TASK BRIEF: Repeat the lines of the data exactly, from the first one through the one that contains "use super::*;".

Collected data entries
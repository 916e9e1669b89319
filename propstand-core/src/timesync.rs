//! Device clock reconciliation
//!
//! Device DATA timestamps are milliseconds since boot on the device's own
//! crystal, which is far more regular than TCP delivery. At TIMESYNC we
//! capture one anchor pair (device ms, server monotonic seconds) and project
//! every later device timestamp through it, so inter-sample spacing reflects
//! the device clock rather than network jitter.
//!
//! Both timestamps wrap at 32 bits; the delta is taken as a signed 32-bit
//! difference so projection stays correct across the wrap (~49.7 days).
//! Crystal drift is on the order of 20 ppm, so re-anchoring every 10 minutes
//! keeps the projection within ~12 ms.

/// Anchor pair captured when a TIMESYNC ACK arrives.
#[derive(Debug, Clone, Copy, PartialEq)]
pub struct SyncAnchor {
    /// Device ms-since-boot at the instant the device sent the ACK
    pub device_ms: u32,
    /// Server monotonic seconds at the instant the ACK was received
    pub server_seconds: f64,
}

impl SyncAnchor {
    pub fn new(device_ms: u32, server_seconds: f64) -> Self {
        SyncAnchor {
            device_ms,
            server_seconds,
        }
    }

    /// Project a device timestamp onto the server monotonic axis.
    ///
    /// The delta is signed, so a timestamp slightly before the anchor (or
    /// one that crossed the u32 wrap) yields a time before the anchor.
    pub fn project(&self, device_ms: u32) -> f64 {
        let delta = device_ms.wrapping_sub(self.device_ms) as i32;
        self.server_seconds + f64::from(delta) / 1000.0
    }
}
#[cfg(test)]
mod tests {
    use super::*;
    use propstand_core::packet::{ErrorCode, Unit};

    const CONFIG_JSON: &str = r#"{
        "deviceName": "GroundStand",
        "deviceType": "Sensor Monitor",
        "sensorInfo": {
            "pressureTransducers": {
                "PT1": {"pin": 5, "units": "PSI"},
                "PT2": {"pin": 6, "units": "PSI"}
            }
        },
        "controls": {
            "AVFILL": {"pin": 10, "type": "valve", "defaultState": "CLOSED"},
            "AVVENT": {"pin": 11, "type": "valve", "defaultState": "CLOSED"}
        }
    }"#;

    fn test_session() -> DeviceSession {
        let session = Session::new_fake();
        let devices = SharedDevices::new(session.clone());
        let mut device = DeviceSession::new(session, devices, "10.0.0.5:40001".parse().unwrap());
        device.adopt_config(DeviceConfig::from_json(CONFIG_JSON).unwrap());
        device
    }

    fn ack_frame(acked: PacketType, acked_seq: u8, device_ms: u32) -> Vec<u8> {
        Packet::new(0, device_ms, Body::Ack { acked, acked_seq }).encode()
    }

    #[test]
    fn test_sequence_strictly_advances_mod_256() {
        let mut device = test_session();
        device.sequence = 254;
        let seqs: Vec<u8> = (0..4)
            .map(|_| device.next_packet(Body::Heartbeat).sequence)
            .collect();
        assert_eq!(seqs, vec![254, 255, 0, 1]);
    }

    #[tokio::test]
    async fn test_control_ack_completes_waiter_and_records_state() {
        let mut device = test_session();
        let mut wire: Vec<u8> = Vec::new();
        let (reply_tx, reply_rx) = oneshot::channel();

        device
            .submit(
                &mut wire,
                SessionCommand {
                    request: CommandRequest::Control {
                        command_id: 0,
                        state: ControlState::Open,
                    },
                    reply_tx,
                },
            )
            .await
            .unwrap();

        let sent = Packet::decode(&wire).unwrap();
        assert_eq!(
            sent.body,
            Body::Control {
                command_id: 0,
                state: ControlState::Open
            }
        );

        device
            .handle_frame(&ack_frame(PacketType::Control, sent.sequence, 123))
            .unwrap();

        assert_eq!(reply_rx.await.unwrap(), Ok(CommandReply::Ack));
        let states = device.control_states.as_ref().unwrap().read().unwrap();
        assert_eq!(states[0], ControlState::Open);
        assert_eq!(states[1], ControlState::Closed);
    }

    #[tokio::test]
    async fn test_nack_surfaces_error_code_and_session_survives() {
        let mut device = test_session();
        let mut wire: Vec<u8> = Vec::new();
        let (reply_tx, reply_rx) = oneshot::channel();

        device
            .submit(
                &mut wire,
                SessionCommand {
                    request: CommandRequest::Control {
                        command_id: 9,
                        state: ControlState::Open,
                    },
                    reply_tx,
                },
            )
            .await
            .unwrap();
        let seq = Packet::decode(&wire).unwrap().sequence;

        let nack = Packet::new(
            0,
            50,
            Body::Nack {
                nacked: PacketType::Control,
                nacked_seq: seq,
                error: ErrorCode::InvalidId,
            },
        )
        .encode();
        device.handle_frame(&nack).unwrap();

        assert_eq!(
            reply_rx.await.unwrap(),
            Err(CommandError::Nack(ErrorCode::InvalidId))
        );
        // Ledger untouched on NACK
        let states = device.control_states.as_ref().unwrap().read().unwrap();
        assert_eq!(states[0], ControlState::Closed);
    }

    #[tokio::test]
    async fn test_ack_with_wrong_type_leaves_waiter_pending() {
        let mut device = test_session();
        let mut wire: Vec<u8> = Vec::new();
        let (reply_tx, mut reply_rx) = oneshot::channel();

        device
            .submit(
                &mut wire,
                SessionCommand {
                    request: CommandRequest::GetSingle,
                    reply_tx,
                },
            )
            .await
            .unwrap();
        let seq = Packet::decode(&wire).unwrap().sequence;

        device
            .handle_frame(&ack_frame(PacketType::Heartbeat, seq, 0))
            .unwrap();
        assert!(reply_rx.try_recv().is_err());
        assert!(device.pending[seq as usize].is_some());
    }

    #[tokio::test]
    async fn test_data_is_projected_through_anchor() {
        let mut device = test_session();
        device.anchor = Some(SyncAnchor::new(10_000, 100.0));
        let mut rx = device.events.data_subscribe();

        let data = Packet::new(
            0,
            10_500,
            Body::Data {
                readings: vec![SensorReading {
                    sensor_id: 0,
                    unit: Unit::Psi,
                    value: 38.6,
                }],
            },
        )
        .encode();
        device.handle_frame(&data).unwrap();

        match rx.try_recv().unwrap() {
            DataEvent::Sample(sample) => {
                assert_eq!(sample.device, "GroundStand");
                assert_eq!(sample.sensor, "PT1");
                assert!((sample.t_server_seconds - 100.5).abs() < 1e-9);
                assert!(!sample.approx);
            }
            other => panic!("unexpected event {:?}", other),
        }
        assert_eq!(device.samples.as_ref().unwrap().read().unwrap().len(), 1);
    }

    #[tokio::test]
    async fn test_data_without_anchor_is_approximate() {
        let mut device = test_session();
        let mut rx = device.events.data_subscribe();

        let data = Packet::new(
            0,
            42,
            Body::Data {
                readings: vec![SensorReading {
                    sensor_id: 1,
                    unit: Unit::Psi,
                    value: 1.0,
                }],
            },
        )
        .encode();
        device.handle_frame(&data).unwrap();

        match rx.try_recv().unwrap() {
            DataEvent::Sample(sample) => assert!(sample.approx),
            other => panic!("unexpected event {:?}", other),
        }
    }

    #[tokio::test]
    async fn test_strict_mode_drops_out_of_order_samples() {
        let mut device = test_session();
        device.strict_timestamps = true;
        device.anchor = Some(SyncAnchor::new(10_000, 100.0));

        let reading = |ms| {
            Packet::new(
                0,
                ms,
                Body::Data {
                    readings: vec![SensorReading {
                        sensor_id: 0,
                        unit: Unit::Psi,
                        value: 1.0,
                    }],
                },
            )
            .encode()
        };

        device.handle_frame(&reading(10_500)).unwrap();
        // Wrapped delta lands 300 ms before the anchor: out of order
        device.handle_frame(&reading(4_294_967_196)).unwrap();

        assert_eq!(device.samples.as_ref().unwrap().read().unwrap().len(), 1);
    }

    #[tokio::test]
    async fn test_heartbeat_loss_closes_after_two_misses() {
        let mut device = test_session();
        let mut wire: Vec<u8> = Vec::new();

        device.heartbeat_tick(&mut wire).await.unwrap();
        device.heartbeat_tick(&mut wire).await.unwrap(); // miss 1
        let result = device.heartbeat_tick(&mut wire).await; // miss 2
        assert!(matches!(result, Err(DeviceError::HeartbeatLoss(2))));
    }

    #[tokio::test]
    async fn test_heartbeat_ack_resets_miss_counter() {
        let mut device = test_session();
        let mut wire: Vec<u8> = Vec::new();

        device.heartbeat_tick(&mut wire).await.unwrap();
        let seq = Packet::decode(&wire).unwrap().sequence;
        device
            .handle_frame(&ack_frame(PacketType::Heartbeat, seq, 0))
            .unwrap();

        assert!(!device.heartbeat_outstanding);
        assert_eq!(device.heartbeat_misses, 0);
    }

    #[tokio::test]
    async fn test_timesync_ack_re_anchors() {
        let mut device = test_session();
        device.anchor = Some(SyncAnchor::new(1, 1.0));
        let mut wire: Vec<u8> = Vec::new();

        device.resync_tick(&mut wire).await.unwrap();
        let seq = Packet::decode(&wire).unwrap().sequence;
        device
            .handle_frame(&ack_frame(PacketType::TimeSync, seq, 777_000))
            .unwrap();

        assert_eq!(device.anchor.unwrap().device_ms, 777_000);
    }

    #[tokio::test]
    async fn test_estop_writes_and_records_default_states() {
        let mut device = test_session();
        {
            let states = device.control_states.as_ref().unwrap();
            states.write().unwrap()[0] = ControlState::Open;
        }

        let mut wire: Vec<u8> = Vec::new();
        let (reply_tx, reply_rx) = oneshot::channel();
        device
            .submit(
                &mut wire,
                SessionCommand {
                    request: CommandRequest::Estop,
                    reply_tx,
                },
            )
            .await
            .unwrap();

        assert_eq!(Packet::decode(&wire).unwrap().body, Body::Estop);
        assert_eq!(reply_rx.await.unwrap(), Ok(CommandReply::EstopSent));
        let states = device.control_states.as_ref().unwrap().read().unwrap();
        assert_eq!(*states, vec![ControlState::Closed, ControlState::Closed]);
    }

    #[tokio::test]
    async fn test_expired_waiter_fails_with_timeout() {
        let mut device = test_session();
        let mut wire: Vec<u8> = Vec::new();
        let (reply_tx, reply_rx) = oneshot::channel();

        device
            .submit(
                &mut wire,
                SessionCommand {
                    request: CommandRequest::StreamStop,
                    reply_tx,
                },
            )
            .await
            .unwrap();
        let seq = Packet::decode(&wire).unwrap().sequence;

        device.pending[seq as usize].as_mut().unwrap().deadline =
            Instant::now() - Duration::from_millis(1);
        device.sweep_deadlines();

        assert_eq!(reply_rx.await.unwrap(), Err(CommandError::Timeout));
        assert!(device.pending[seq as usize].is_none());
    }

    #[tokio::test]
    async fn test_close_fails_all_waiters_with_disconnected() {
        let mut device = test_session();
        let mut wire: Vec<u8> = Vec::new();
        let (reply_tx, reply_rx) = oneshot::channel();
        let (status_tx, status_rx) = oneshot::channel();

        device
            .submit(
                &mut wire,
                SessionCommand {
                    request: CommandRequest::GetSingle,
                    reply_tx,
                },
            )
            .await
            .unwrap();
        device
            .submit(
                &mut wire,
                SessionCommand {
                    request: CommandRequest::Status,
                    reply_tx: status_tx,
                },
            )
            .await
            .unwrap();

        device.close();

        assert_eq!(reply_rx.await.unwrap(), Err(CommandError::Disconnected));
        assert_eq!(status_rx.await.unwrap(), Err(CommandError::Disconnected));
    }

    #[tokio::test]
    async fn test_status_reply_resolves_waiter() {
        let mut device = test_session();
        let mut wire: Vec<u8> = Vec::new();
        let (reply_tx, reply_rx) = oneshot::channel();

        device
            .submit(
                &mut wire,
                SessionCommand {
                    request: CommandRequest::Status,
                    reply_tx,
                },
            )
            .await
            .unwrap();

        let status = Packet::new(
            0,
            60,
            Body::Status {
                status: DeviceStatus::Active,
            },
        )
        .encode();
        device.handle_frame(&status).unwrap();

        assert_eq!(
            reply_rx.await.unwrap(),
            Ok(CommandReply::Status(DeviceStatus::Active))
        );
    }

    #[tokio::test]
    async fn test_handshake_acks_config_then_syncs_and_anchors() {
        let session = Session::new_fake();
        let devices = SharedDevices::new(session.clone());
        let mut device =
            DeviceSession::new(session, devices, "10.0.0.9:50123".parse().unwrap());

        let (client, server) = tokio::io::duplex(4096);
        let (mut device_reader, mut device_writer) = tokio::io::split(client);
        let (mut server_reader, mut server_writer) = tokio::io::split(server);

        let device_side = async {
            // Device: send CONFIG, then answer the TIMESYNC
            let config = Packet::new(
                9,
                5,
                Body::Config {
                    json: CONFIG_JSON.to_string(),
                },
            );
            device_writer.write_all(&config.encode()).await.unwrap();

            let mut ack_bytes = [0u8; 12];
            device_reader.read_exact(&mut ack_bytes).await.unwrap();
            let ack = Packet::decode(&ack_bytes).unwrap();
            assert_eq!(
                ack.body,
                Body::Ack {
                    acked: PacketType::Config,
                    acked_seq: 9
                }
            );

            let mut sync_bytes = [0u8; 9];
            device_reader.read_exact(&mut sync_bytes).await.unwrap();
            let sync = Packet::decode(&sync_bytes).unwrap();
            assert_eq!(sync.body, Body::TimeSync);

            let reply = Packet::new(
                0,
                20_000,
                Body::Ack {
                    acked: PacketType::TimeSync,
                    acked_seq: sync.sequence,
                },
            );
            device_writer.write_all(&reply.encode()).await.unwrap();
        };

        let (handshake, ()) = tokio::join!(
            device.handshake(&mut server_reader, &mut server_writer),
            device_side
        );
        handshake.unwrap();

        assert_eq!(device.key, "GroundStand");
        assert_eq!(device.anchor.unwrap().device_ms, 20_000);
    }

    #[tokio::test]
    async fn test_handshake_rejects_non_config_first_packet() {
        let session = Session::new_fake();
        let devices = SharedDevices::new(session.clone());
        let mut device =
            DeviceSession::new(session, devices, "10.0.0.9:50124".parse().unwrap());

        let (client, server) = tokio::io::duplex(4096);
        let (_device_reader, mut device_writer) = tokio::io::split(client);
        let (mut server_reader, mut server_writer) = tokio::io::split(server);

        device_writer
            .write_all(&Packet::new(0, 0, Body::Heartbeat).encode())
            .await
            .unwrap();

        let result = device.handshake(&mut server_reader, &mut server_writer).await;
        assert!(matches!(result, Err(DeviceError::Handshake(_))));
    }
}
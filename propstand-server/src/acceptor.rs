//! TCP acceptor
//!
//! Devices react to an SSDP discovery burst by opening a TCP connection to
//! the server. Each accepted socket gets its own session subsystem; the
//! acceptor itself never dies on a per-connection error.

use std::time::Duration;

use tokio::net::TcpListener;
use tokio::time::sleep;
use tokio_graceful_shutdown::{SubsystemBuilder, SubsystemHandle};

use crate::registry::SharedDevices;
use crate::session::{DeviceError, DeviceSession};
use crate::Session;

pub(crate) struct Acceptor {
    session: Session,
    devices: SharedDevices,
}

impl Acceptor {
    pub fn new(session: Session, devices: SharedDevices) -> Self {
        Acceptor { session, devices }
    }

    pub async fn run(self, subsys: SubsystemHandle) -> Result<(), DeviceError> {
        let port = self.session.args().port;
        let listener = TcpListener::bind(("0.0.0.0", port)).await?;
        log::info!("Listening for devices on port {}", port);

        loop {
            tokio::select! { biased;
                _ = subsys.on_shutdown_requested() => {
                    log::info!("Acceptor shutdown");
                    return Ok(());
                },
                accepted = listener.accept() => {
                    match accepted {
                        Ok((stream, peer)) => {
                            log::info!("Accepted TCP connection from {}", peer);
                            if let Err(e) = stream.set_nodelay(true) {
                                log::warn!("{}: cannot set TCP_NODELAY: {}", peer, e);
                            }

                            let device = DeviceSession::new(
                                self.session.clone(),
                                self.devices.clone(),
                                peer,
                            );
                            subsys.start(SubsystemBuilder::new(
                                format!("device-{}", peer),
                                move |s| device.run(stream, s),
                            ));
                        }
                        Err(e) => {
                            log::error!("Accept failed: {}", e);
                            sleep(Duration::from_millis(100)).await;
                        }
                    }
                },
            }
        }
    }
}
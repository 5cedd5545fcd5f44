mod record;
mod stdout;
mod timestream;

pub use record::{Dimension, MeasureValueType, Record};
pub use stdout::StdoutSink;
pub use timestream::TimestreamSink;

use async_trait::async_trait;
use std::fmt;

/// Upper bound on records per submission; Timestream rejects larger WriteRecords calls.
pub const MAX_RECORDS_PER_WRITE: usize = 100;

/// Destination for one batch of records.
#[async_trait]
pub trait RecordSink: Send + Sync {
    async fn write_records(&self, records: &[Record]) -> Result<(), SinkError>;
}

/// One record the sink refused. `index` is relative to the submitted slice.
#[derive(Debug, Clone, PartialEq, Eq)]
pub struct RejectedRecord {
    pub index: usize,
    pub reason: String,
    pub existing_version: Option<i64>,
}

impl fmt::Display for RejectedRecord {
    fn fmt(&self, f: &mut fmt::Formatter<'_>) -> fmt::Result {
        write!(f, "record {}: {}", self.index, self.reason)?;
        if let Some(version) = self.existing_version {
            write!(f, " (existing version {version})")?;
        }
        Ok(())
    }
}

#[derive(Debug, thiserror::Error)]
pub enum SinkError {
    #[error("{} record(s) rejected", .0.len())]
    Rejected(Vec<RejectedRecord>),
    #[error("write failed: {0}")]
    Submit(String),
}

RESULT:
repository 916e9e1669b89319
filename propstand-core/src/timesync.rs
//! Device clock reconciliation
//!
//! Device DATA timestamps are milliseconds since boot on the device's own
//! crystal, which is far more regular than TCP delivery. At TIMESYNC we
//! capture one anchor pair (device ms, server monotonic seconds) and project
//! every later device timestamp through it, so inter-sample spacing reflects
//! the device clock rather than network jitter.
//!
//! Both timestamps wrap at 32 bits; the delta is taken as a signed 32-bit
//! difference so projection stays correct across the wrap (~49.7 days).
//! Crystal drift is on the order of 20 ppm, so re-anchoring every 10 minutes
//! keeps the projection within ~12 ms.

/// Anchor pair captured when a TIMESYNC ACK arrives.
#[derive(Debug, Clone, Copy, PartialEq)]
pub struct SyncAnchor {
    /// Device ms-since-boot at the instant the device sent the ACK
    pub device_ms: u32,
    /// Server monotonic seconds at the instant the ACK was received
    pub server_seconds: f64,
}

impl SyncAnchor {
    pub fn new(device_ms: u32, server_seconds: f64) -> Self {
        SyncAnchor {
            device_ms,
            server_seconds,
        }
    }

    /// Project a device timestamp onto the server monotonic axis.
    ///
    /// The delta is signed, so a timestamp slightly before the anchor (or
    /// one that crossed the u32 wrap) yields a time before the anchor.
    pub fn project(&self, device_ms: u32) -> f64 {
        let delta = device_ms.wrapping_sub(self.device_ms) as i32;
        self.server_seconds + f64::from(delta) / 1000.0
    }
}
#[cfg(test)]
mod tests {
    use super::*;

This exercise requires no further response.